__Source material__
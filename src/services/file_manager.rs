//! 文件生命周期管理 - 业务能力层
//!
//! 负责把试卷与答案上传到远程存储、校验句柄、清理句柄。
//!
//! - 先传试卷再传答案；答案上传失败时删除已上传的试卷（补偿删除）再上抛错误
//! - 清理是尽力而为：单个句柄删除失败只记日志，不影响其他句柄，也不向上报错

use std::path::Path;
use std::sync::Arc;

use tracing::{error, info, warn};

use crate::error::{AppError, AppResult, StorageError};
use crate::infrastructure::RemoteStorage;
use crate::models::{DocumentPair, RemoteFileHandle, UploadedPair};

/// 清理结果
#[derive(Debug, Default, Clone, PartialEq, Eq)]
pub struct CleanupReport {
    pub deleted: Vec<String>,
    pub failed: Vec<String>,
}

/// 文件生命周期管理器
pub struct FileManager {
    storage: Arc<dyn RemoteStorage>,
}

impl FileManager {
    pub fn new(storage: Arc<dyn RemoteStorage>) -> Self {
        Self { storage }
    }

    /// 上传文档对
    pub async fn upload(&self, pair: &DocumentPair) -> AppResult<UploadedPair> {
        let paper = self.upload_one(&pair.paper).await?;

        let solution = match self.upload_one(&pair.solution).await {
            Ok(handle) => handle,
            Err(e) => {
                warn!("⚠️ 答案上传失败，回滚已上传的试卷 {}", paper.id);
                if let Err(delete_err) = self.storage.delete(&paper.id).await {
                    error!("补偿删除失败，远程文件 {} 可能残留: {}", paper.id, delete_err);
                }
                return Err(e);
            }
        };

        Ok(UploadedPair { paper, solution })
    }

    async fn upload_one(&self, path: &Path) -> AppResult<RemoteFileHandle> {
        let bytes = tokio::fs::read(path)
            .await
            .map_err(|e| AppError::file_read_failed(path, e))?;
        let file_name = path
            .file_name()
            .map(|n| n.to_string_lossy().into_owned())
            .unwrap_or_else(|| "document.pdf".to_string());

        info!("📤 上传 {} ({} 字节)", path.display(), bytes.len());
        let id = self
            .storage
            .put(&file_name, bytes)
            .await
            .map_err(|e| match e {
                StorageError::UploadFailed { message, .. } => StorageError::UploadFailed {
                    path: path.to_path_buf(),
                    message,
                },
                other => StorageError::UploadFailed {
                    path: path.to_path_buf(),
                    message: other.to_string(),
                },
            })?;

        info!("✓ 上传完成: {}", id);
        Ok(RemoteFileHandle::new(id, path))
    }

    /// 句柄是否仍然可用；查询出错按不可用处理
    pub async fn verify(&self, handle: &RemoteFileHandle) -> bool {
        match self.storage.exists(&handle.id).await {
            Ok(exists) => exists,
            Err(e) => {
                warn!("⚠️ 无法确认远程文件 {}: {}", handle.id, e);
                false
            }
        }
    }

    /// 删除全部句柄
    pub async fn cleanup(&self, handles: &[&RemoteFileHandle]) -> CleanupReport {
        info!("🗑️ 清理 {} 个远程文件...", handles.len());
        let mut report = CleanupReport::default();

        for handle in handles {
            match self.storage.delete(&handle.id).await {
                Ok(()) => {
                    info!("✓ 已删除远程文件: {}", handle);
                    report.deleted.push(handle.id.clone());
                }
                Err(e) => {
                    warn!("⚠️ 删除远程文件失败 {}: {}", handle, e);
                    report.failed.push(handle.id.clone());
                }
            }
        }

        report
    }
}

#[cfg(test)]
mod tests {
    use super::*;
    use async_trait::async_trait;
    use std::sync::Mutex;

    /// 第 `fail_put_at` 次 put 失败；`fail_delete` 中的 ID 删除失败
    #[derive(Default)]
    struct ScriptedStorage {
        fail_put_at: Option<usize>,
        fail_delete: Vec<String>,
        puts: Mutex<Vec<String>>,
        deletes: Mutex<Vec<String>>,
    }

    #[async_trait]
    impl RemoteStorage for ScriptedStorage {
        async fn put(&self, file_name: &str, _bytes: Vec<u8>) -> Result<String, StorageError> {
            let mut puts = self.puts.lock().unwrap();
            if self.fail_put_at == Some(puts.len() + 1) {
                return Err(StorageError::UploadFailed {
                    path: file_name.into(),
                    message: "quota exceeded".to_string(),
                });
            }
            puts.push(file_name.to_string());
            Ok(format!("file-{}", puts.len()))
        }

        async fn delete(&self, handle_id: &str) -> Result<(), StorageError> {
            self.deletes.lock().unwrap().push(handle_id.to_string());
            if self.fail_delete.iter().any(|id| id == handle_id) {
                return Err(StorageError::DeleteFailed {
                    handle: handle_id.to_string(),
                    message: "boom".to_string(),
                });
            }
            Ok(())
        }

        async fn exists(&self, handle_id: &str) -> Result<bool, StorageError> {
            if handle_id == "broken" {
                return Err(StorageError::LookupFailed {
                    handle: handle_id.to_string(),
                    message: "timeout".to_string(),
                });
            }
            Ok(handle_id.starts_with("file-"))
        }
    }

    fn pair_on_disk(dir: &Path) -> DocumentPair {
        let paper = dir.join("paper.pdf");
        let solution = dir.join("solution.pdf");
        std::fs::write(&paper, b"%PDF paper").unwrap();
        std::fs::write(&solution, b"%PDF solution").unwrap();
        DocumentPair::new(paper, solution)
    }

    #[tokio::test]
    async fn test_upload_paper_then_solution() {
        let dir = tempfile::tempdir().unwrap();
        let storage = Arc::new(ScriptedStorage::default());
        let manager = FileManager::new(storage.clone());

        let uploaded = manager.upload(&pair_on_disk(dir.path())).await.unwrap();
        assert_eq!(uploaded.paper.id, "file-1");
        assert_eq!(uploaded.solution.id, "file-2");
        assert_eq!(
            *storage.puts.lock().unwrap(),
            vec!["paper.pdf".to_string(), "solution.pdf".to_string()]
        );
        assert!(storage.deletes.lock().unwrap().is_empty());
    }

    #[tokio::test]
    async fn test_solution_failure_rolls_back_paper_once() {
        let dir = tempfile::tempdir().unwrap();
        let storage = Arc::new(ScriptedStorage {
            fail_put_at: Some(2),
            ..Default::default()
        });
        let manager = FileManager::new(storage.clone());

        let err = manager.upload(&pair_on_disk(dir.path())).await.unwrap_err();
        assert!(err.is_upload_failure());
        assert!(err.to_string().contains("solution.pdf"));
        assert_eq!(*storage.deletes.lock().unwrap(), vec!["file-1".to_string()]);
    }

    #[tokio::test]
    async fn test_paper_failure_needs_no_rollback() {
        let dir = tempfile::tempdir().unwrap();
        let storage = Arc::new(ScriptedStorage {
            fail_put_at: Some(1),
            ..Default::default()
        });
        let manager = FileManager::new(storage.clone());

        assert!(manager.upload(&pair_on_disk(dir.path())).await.is_err());
        assert!(storage.deletes.lock().unwrap().is_empty());
    }

    #[tokio::test]
    async fn test_cleanup_continues_after_failure() {
        let storage = Arc::new(ScriptedStorage {
            fail_delete: vec!["file-1".to_string()],
            ..Default::default()
        });
        let manager = FileManager::new(storage.clone());
        let a = RemoteFileHandle::new("file-1", "paper.pdf");
        let b = RemoteFileHandle::new("file-2", "solution.pdf");

        let report = manager.cleanup(&[&a, &b]).await;
        assert_eq!(report.failed, vec!["file-1".to_string()]);
        assert_eq!(report.deleted, vec!["file-2".to_string()]);
        assert_eq!(storage.deletes.lock().unwrap().len(), 2);
    }

    #[tokio::test]
    async fn test_verify_is_best_effort() {
        let manager = FileManager::new(Arc::new(ScriptedStorage::default()));
        assert!(manager.verify(&RemoteFileHandle::new("file-9", "p.pdf")).await);
        assert!(!manager.verify(&RemoteFileHandle::new("gone", "p.pdf")).await);
        assert!(!manager.verify(&RemoteFileHandle::new("broken", "p.pdf")).await);
    }
}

__Task to complete__
When you restate the listing, keep each line identical to the original.

__Expected answer__
filename src/services/file_manager.rs
//! 文件生命周期管理 - 业务能力层
//!
//! 负责把试卷与答案上传到远程存储、校验句柄、清理句柄。
//!
//! - 先传试卷再传答案；答案上传失败时删除已上传的试卷（补偿删除）再上抛错误
//! - 清理是尽力而为：单个句柄删除失败只记日志，不影响其他句柄，也不向上报错

use std::path::Path;
use std::sync::Arc;

use tracing::{error, info, warn};

use crate::error::{AppError, AppResult, StorageError};
use crate::infrastructure::RemoteStorage;
use crate::models::{DocumentPair, RemoteFileHandle, UploadedPair};

/// 清理结果
#[derive(Debug, Default, Clone, PartialEq, Eq)]
pub struct CleanupReport {
    pub deleted: Vec<String>,
    pub failed: Vec<String>,
}

/// 文件生命周期管理器
pub struct FileManager {
    storage: Arc<dyn RemoteStorage>,
}

impl FileManager {
    pub fn new(storage: Arc<dyn RemoteStorage>) -> Self {
        Self { storage }
    }

    /// 上传文档对
    pub async fn upload(&self, pair: &DocumentPair) -> AppResult<UploadedPair> {
        let paper = self.upload_one(&pair.paper).await?;

        let solution = match self.upload_one(&pair.solution).await {
            Ok(handle) => handle,
            Err(e) => {
                warn!("⚠️ 答案上传失败，回滚已上传的试卷 {}", paper.id);
                if let Err(delete_err) = self.storage.delete(&paper.id).await {
                    error!("补偿删除失败，远程文件 {} 可能残留: {}", paper.id, delete_err);
                }
                return Err(e);
            }
        };

        Ok(UploadedPair { paper, solution })
    }

    async fn upload_one(&self, path: &Path) -> AppResult<RemoteFileHandle> {
        let bytes = tokio::fs::read(path)
            .await
            .map_err(|e| AppError::file_read_failed(path, e))?;
        let file_name = path
            .file_name()
            .map(|n| n.to_string_lossy().into_owned())
            .unwrap_or_else(|| "document.pdf".to_string());

        info!("📤 上传 {} ({} 字节)", path.display(), bytes.len());
        let id = self
            .storage
            .put(&file_name, bytes)
            .await
            .map_err(|e| match e {
                StorageError::UploadFailed { message, .. } => StorageError::UploadFailed {
                    path: path.to_path_buf(),
                    message,
                },
                other => StorageError::UploadFailed {
                    path: path.to_path_buf(),
                    message: other.to_string(),
                },
            })?;

        info!("✓ 上传完成: {}", id);
        Ok(RemoteFileHandle::new(id, path))
    }

    /// 句柄是否仍然可用；查询出错按不可用处理
    pub async fn verify(&self, handle: &RemoteFileHandle) -> bool {
        match self.storage.exists(&handle.id).await {
            Ok(exists) => exists,
            Err(e) => {
                warn!("⚠️ 无法确认远程文件 {}: {}", handle.id, e);
                false
            }
        }
    }

    /// 删除全部句柄
    pub async fn cleanup(&self, handles: &[&RemoteFileHandle]) -> CleanupReport {
        info!("🗑️ 清理 {} 个远程文件...", handles.len());
        let mut report = CleanupReport::default();

        for handle in handles {
            match self.storage.delete(&handle.id).await {
                Ok(()) => {
                    info!("✓ 已删除远程文件: {}", handle);
                    report.deleted.push(handle.id.clone());
                }
                Err(e) => {
                    warn!("⚠️ 删除远程文件失败 {}: {}", handle, e);
                    report.failed.push(handle.id.clone());
                }
            }
        }

        report
    }
}

#[cfg(test)]
mod tests {
    use super::*;
    use async_trait::async_trait;
    use std::sync::Mutex;

    /// 第 `fail_put_at` 次 put 失败；`fail_delete` 中的 ID 删除失败
    #[derive(Default)]
    struct ScriptedStorage {
        fail_put_at: Option<usize>,
        fail_delete: Vec<String>,
        puts: Mutex<Vec<String>>,
        deletes: Mutex<Vec<String>>,
    }

    #[async_trait]
    impl RemoteStorage for ScriptedStorage {
        async fn put(&self, file_name: &str, _bytes: Vec<u8>) -> Result<String, StorageError> {
            let mut puts = self.puts.lock().unwrap();
            if self.fail_put_at == Some(puts.len() + 1) {
                return Err(StorageError::UploadFailed {
                    path: file_name.into(),
                    message: "quota exceeded".to_string(),
                });
            }
            puts.push(file_name.to_string());
            Ok(format!("file-{}", puts.len()))
        }

        async fn delete(&self, handle_id: &str) -> Result<(), StorageError> {
            self.deletes.lock().unwrap().push(handle_id.to_string());
            if self.fail_delete.iter().any(|id| id == handle_id) {
                return Err(StorageError::DeleteFailed {
                    handle: handle_id.to_string(),
                    message: "boom".to_string(),
                });
            }
            Ok(())
        }

        async fn exists(&self, handle_id: &str) -> Result<bool, StorageError> {
            if handle_id == "broken" {
                return Err(StorageError::LookupFailed {
                    handle: handle_id.to_string(),
                    message: "timeout".to_string(),
                });
            }
            Ok(handle_id.starts_with("file-"))
        }
    }

    fn pair_on_disk(dir: &Path) -> DocumentPair {
        let paper = dir.join("paper.pdf");
        let solution = dir.join("solution.pdf");
        std::fs::write(&paper, b"%PDF paper").unwrap();
        std::fs::write(&solution, b"%PDF solution").unwrap();
        DocumentPair::new(paper, solution)
    }

    #[tokio::test]
    async fn test_upload_paper_then_solution() {
        let dir = tempfile::tempdir().unwrap();
        let storage = Arc::new(ScriptedStorage::default());
        let manager = FileManager::new(storage.clone());

        let uploaded = manager.upload(&pair_on_disk(dir.path())).await.unwrap();
        assert_eq!(uploaded.paper.id, "file-1");
        assert_eq!(uploaded.solution.id, "file-2");
        assert_eq!(
            *storage.puts.lock().unwrap(),
            vec!["paper.pdf".to_string(), "solution.pdf".to_string()]
        );
        assert!(storage.deletes.lock().unwrap().is_empty());
    }

    #[tokio::test]
    async fn test_solution_failure_rolls_back_paper_once() {
        let dir = tempfile::tempdir().unwrap();
        let storage = Arc::new(ScriptedStorage {
            fail_put_at: Some(2),
            ..Default::default()
        });
        let manager = FileManager::new(storage.clone());

        let err = manager.upload(&pair_on_disk(dir.path())).await.unwrap_err();
        assert!(err.is_upload_failure());
        assert!(err.to_string().contains("solution.pdf"));
        assert_eq!(*storage.deletes.lock().unwrap(), vec!["file-1".to_string()]);
    }

    #[tokio::test]
    async fn test_paper_failure_needs_no_rollback() {
        let dir = tempfile::tempdir().unwrap();
        let storage = Arc::new(ScriptedStorage {
            fail_put_at: Some(1),
            ..Default::default()
        });
        let manager = FileManager::new(storage.clone());

        assert!(manager.upload(&pair_on_disk(dir.path())).await.is_err());
        assert!(storage.deletes.lock().unwrap().is_empty());
    }

    #[tokio::test]
    async fn test_cleanup_continues_after_failure() {
        let storage = Arc::new(ScriptedStorage {
            fail_delete: vec!["file-1".to_string()],
            ..Default::default()
        });
        let manager = FileManager::new(storage.clone());
        let a = RemoteFileHandle::new("file-1", "paper.pdf");
        let b = RemoteFileHandle::new("file-2", "solution.pdf");

        let report = manager.cleanup(&[&a, &b]).await;
        assert_eq!(report.failed, vec!["file-1".to_string()]);
        assert_eq!(report.deleted, vec!["file-2".to_string()]);
        assert_eq!(storage.deletes.lock().unwrap().len(), 2);
    }

    #[tokio::test]
    async fn test_verify_is_best_effort() {
        let manager = FileManager::new(Arc::new(ScriptedStorage::default()));
        assert!(manager.verify(&RemoteFileHandle::new("file-9", "p.pdf")).await);
        assert!(!manager.verify(&RemoteFileHandle::new("gone", "p.pdf")).await);
        assert!(!manager.verify(&RemoteFileHandle::new("broken", "p.pdf")).await);
    }
}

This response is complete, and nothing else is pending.